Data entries
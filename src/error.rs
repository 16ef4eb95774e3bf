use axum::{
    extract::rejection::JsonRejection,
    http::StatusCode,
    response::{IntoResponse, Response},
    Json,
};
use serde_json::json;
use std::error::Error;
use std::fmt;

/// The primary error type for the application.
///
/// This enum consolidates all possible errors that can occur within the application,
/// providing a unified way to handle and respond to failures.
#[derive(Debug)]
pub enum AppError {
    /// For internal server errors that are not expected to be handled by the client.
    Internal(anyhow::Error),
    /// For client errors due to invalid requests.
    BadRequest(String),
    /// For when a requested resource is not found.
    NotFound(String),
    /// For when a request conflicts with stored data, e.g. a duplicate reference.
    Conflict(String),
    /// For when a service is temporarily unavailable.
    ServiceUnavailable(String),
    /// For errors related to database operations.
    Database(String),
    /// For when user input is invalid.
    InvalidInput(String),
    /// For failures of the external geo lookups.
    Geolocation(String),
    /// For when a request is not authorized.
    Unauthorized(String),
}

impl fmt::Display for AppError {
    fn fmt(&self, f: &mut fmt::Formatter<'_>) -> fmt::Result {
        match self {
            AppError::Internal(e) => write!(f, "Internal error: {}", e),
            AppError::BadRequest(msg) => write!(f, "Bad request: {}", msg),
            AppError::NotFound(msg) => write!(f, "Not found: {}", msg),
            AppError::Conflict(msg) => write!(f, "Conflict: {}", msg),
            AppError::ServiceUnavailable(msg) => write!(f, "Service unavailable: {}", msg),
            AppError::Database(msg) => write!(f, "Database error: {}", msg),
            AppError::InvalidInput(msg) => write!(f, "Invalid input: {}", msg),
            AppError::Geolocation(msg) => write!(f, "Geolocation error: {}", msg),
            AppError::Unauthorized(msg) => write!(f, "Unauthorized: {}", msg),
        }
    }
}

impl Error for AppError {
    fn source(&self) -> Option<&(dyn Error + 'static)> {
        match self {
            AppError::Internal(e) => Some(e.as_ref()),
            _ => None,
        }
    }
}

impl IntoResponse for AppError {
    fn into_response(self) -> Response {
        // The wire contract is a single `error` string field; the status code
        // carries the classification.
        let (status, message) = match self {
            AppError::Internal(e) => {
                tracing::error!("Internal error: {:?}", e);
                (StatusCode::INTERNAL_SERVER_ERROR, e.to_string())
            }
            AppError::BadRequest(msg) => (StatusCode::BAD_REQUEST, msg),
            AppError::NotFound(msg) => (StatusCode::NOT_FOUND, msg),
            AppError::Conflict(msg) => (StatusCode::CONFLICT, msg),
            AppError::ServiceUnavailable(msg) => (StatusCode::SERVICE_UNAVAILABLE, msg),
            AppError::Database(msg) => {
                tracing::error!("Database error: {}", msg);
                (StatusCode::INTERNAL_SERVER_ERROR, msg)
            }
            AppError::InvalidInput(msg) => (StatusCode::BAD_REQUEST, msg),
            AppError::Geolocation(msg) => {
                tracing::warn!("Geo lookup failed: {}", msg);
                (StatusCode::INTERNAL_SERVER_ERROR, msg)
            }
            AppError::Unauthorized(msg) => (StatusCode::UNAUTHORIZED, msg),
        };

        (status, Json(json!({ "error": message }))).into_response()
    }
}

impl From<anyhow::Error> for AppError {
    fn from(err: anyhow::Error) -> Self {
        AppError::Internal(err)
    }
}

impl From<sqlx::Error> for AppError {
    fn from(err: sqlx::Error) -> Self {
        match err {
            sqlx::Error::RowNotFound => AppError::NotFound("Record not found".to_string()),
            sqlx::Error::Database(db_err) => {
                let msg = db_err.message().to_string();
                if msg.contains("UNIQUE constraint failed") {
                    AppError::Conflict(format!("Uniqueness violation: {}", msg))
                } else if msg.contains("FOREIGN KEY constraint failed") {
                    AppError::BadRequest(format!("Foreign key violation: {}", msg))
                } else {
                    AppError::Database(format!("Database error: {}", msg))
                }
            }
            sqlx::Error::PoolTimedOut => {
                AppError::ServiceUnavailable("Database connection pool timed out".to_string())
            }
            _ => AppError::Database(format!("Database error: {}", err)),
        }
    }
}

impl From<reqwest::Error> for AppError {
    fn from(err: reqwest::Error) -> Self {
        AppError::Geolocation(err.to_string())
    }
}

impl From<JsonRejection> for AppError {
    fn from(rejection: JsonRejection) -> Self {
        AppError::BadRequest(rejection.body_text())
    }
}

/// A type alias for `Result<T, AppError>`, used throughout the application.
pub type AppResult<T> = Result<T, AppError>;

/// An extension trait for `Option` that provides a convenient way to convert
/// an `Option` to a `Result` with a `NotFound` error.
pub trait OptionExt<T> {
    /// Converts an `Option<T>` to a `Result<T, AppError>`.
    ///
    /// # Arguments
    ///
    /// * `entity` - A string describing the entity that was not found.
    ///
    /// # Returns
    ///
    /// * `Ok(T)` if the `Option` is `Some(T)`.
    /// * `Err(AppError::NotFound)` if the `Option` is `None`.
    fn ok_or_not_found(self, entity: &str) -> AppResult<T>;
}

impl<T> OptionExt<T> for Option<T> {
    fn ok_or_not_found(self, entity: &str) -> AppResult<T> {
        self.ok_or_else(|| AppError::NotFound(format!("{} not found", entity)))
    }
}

YOUR TASK
Each line of the records that holds the word "entity" should be copied out.

OUTPUT OF THE TASK
    /// * `entity` - A string describing the entity that was not found.
    fn ok_or_not_found(self, entity: &str) -> AppResult<T>;
    fn ok_or_not_found(self, entity: &str) -> AppResult<T> {
        self.ok_or_else(|| AppError::NotFound(format!("{} not found", entity)))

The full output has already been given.